On February 28, 2025, the Ministry of Public Security and the Ministry of Information and Communications held a handover ceremony for the transfer of cybersecurity assurance responsibilities from the Ministry of Information and Communications to the Ministry of Public Security. Simultaneously, the transfer of state management functions related to cybersecurity was also carried out between provincial police departments and the Departments of Information and Communications in provinces and cities.
Accordingly, the Ministry of Public Security will assume the state management function for handling ten administrative procedures under three categories of public services, including:
- Issuance, reissuance, extension, modification, and supplementation of business licenses for cybersecurity products and services.
- Issuance and reissuance of import licenses for cybersecurity products.
- Issuance of certificates for brand identifiers.

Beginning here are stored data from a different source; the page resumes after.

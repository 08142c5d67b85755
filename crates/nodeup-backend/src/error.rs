use thiserror::Error;

use crate::types::VersionParseError;

/// Failure kinds reported at the pipeline boundary.
#[derive(Error, Debug, Clone, Copy, PartialEq, Eq, Hash)]
pub enum ErrorKind {
    #[error("unsupported platform")]
    UnsupportedPlatform,
    #[error("insufficient permissions")]
    InsufficientPermissions,
    #[error("insufficient disk space")]
    InsufficientDiskSpace,
    #[error("remote API failed")]
    RemoteApiFailed,
    #[error("artifact not available")]
    ArtifactNotAvailable,
    #[error("invalid version format")]
    InvalidVersionFormat,
    #[error("artifact series not found")]
    ArtifactSeriesNotFound,
    #[error("download failed")]
    DownloadFailed,
    #[error("checksum mismatch")]
    ChecksumMismatch,
    #[error("corrupted archive")]
    CorruptedArchive,
    #[error("path traversal detected")]
    PathTraversalDetected,
    #[error("already installed")]
    AlreadyInstalled,
    #[error("installation failed")]
    InstallationFailed,
    #[error("lock timeout")]
    LockTimeout,
    #[error("cancelled")]
    Cancelled,
}

impl ErrorKind {
    /// Stable process exit code for this kind.
    #[must_use]
    pub fn exit_code(self) -> i32 {
        match self {
            Self::UnsupportedPlatform => 10,
            Self::InsufficientPermissions => 11,
            Self::InsufficientDiskSpace => 12,
            Self::RemoteApiFailed => 13,
            Self::ArtifactNotAvailable => 20,
            Self::InvalidVersionFormat => 21,
            Self::ArtifactSeriesNotFound => 22,
            Self::DownloadFailed => 30,
            Self::ChecksumMismatch => 31,
            Self::CorruptedArchive => 32,
            Self::PathTraversalDetected => 33,
            Self::AlreadyInstalled => 40,
            Self::InstallationFailed => 41,
            Self::LockTimeout => 50,
            Self::Cancelled => 130,
        }
    }

    #[must_use]
    pub fn is_cancellation(self) -> bool {
        self == Self::Cancelled
    }
}

#[derive(Error, Debug, Clone, PartialEq, Eq)]
#[error("{kind}: {detail}")]
pub struct PipelineError {
    pub kind: ErrorKind,
    pub detail: String,
}

impl PipelineError {
    pub fn new(kind: ErrorKind, detail: impl Into<String>) -> Self {
        Self {
            kind,
            detail: detail.into(),
        }
    }

    pub fn cancelled(stage: &'static str) -> Self {
        Self::new(ErrorKind::Cancelled, format!("cancelled during {stage}"))
    }

    pub fn io(kind: ErrorKind, context: &str, error: &std::io::Error) -> Self {
        Self::new(kind, format!("{context}: {error}"))
    }

    /// Re-tag an error with a new kind, keeping the original kind in the detail.
    #[must_use]
    pub fn reclassify(self, kind: ErrorKind) -> Self {
        if self.kind == kind || self.kind.is_cancellation() {
            return self;
        }
        Self::new(kind, format!("{} ({})", self.detail, self.kind))
    }

    #[must_use]
    pub fn is_cancelled(&self) -> bool {
        self.kind.is_cancellation()
    }
}

impl From<VersionParseError> for PipelineError {
    fn from(error: VersionParseError) -> Self {
        Self::new(ErrorKind::InvalidVersionFormat, error.to_string())
    }
}

impl From<nodeup_platform::PlatformError> for PipelineError {
    fn from(error: nodeup_platform::PlatformError) -> Self {
        Self::new(ErrorKind::UnsupportedPlatform, error.to_string())
    }
}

The MPS takes over cybersecurity assurance responsibilities from the MIC. Photo: chinhphu.vn
From a legal perspective, the current Law on Cybersecurity No. 86/2015/QH13 remains in effect and still designates the Ministry of Information and Communications as the state management authority for cybersecurity licensing procedures. However, following the recent transfer of responsibilities, the MIC and the Authority of Information Security will no longer hold state management functions over cybersecurity from March 1, 2025.
As a result, this transition is expected to impact the import and export of cybersecurity products for businesses. Based on our analysis, we anticipate the following legal and administrative adjustments:
- Amendment of the Law on Cybersecurity by the National Assembly, officially designating the Ministry of Public Security as the state management authority for cybersecurity.
- Amendment of Decree No. 108/2016/ND-CP by the Government, reflecting the transfer of authority over cybersecurity to the MPS.
- MPS establishing procedures and launching an online public service portal for handling cybersecurity-related administrative procedures.
- Transfer of ongoing cybersecurity licensing applications from the MIC to the MPS for further processing.
According to the Law on the Promulgation of Legal Documents, the entire process of amending laws, decrees, and issuing new circulars is expected to take 3 to 6 months. Therefore, businesses dealing with IT and cybersecurity products should await further guidance from regulatory authorities and proactively plan their business strategies during this transition period.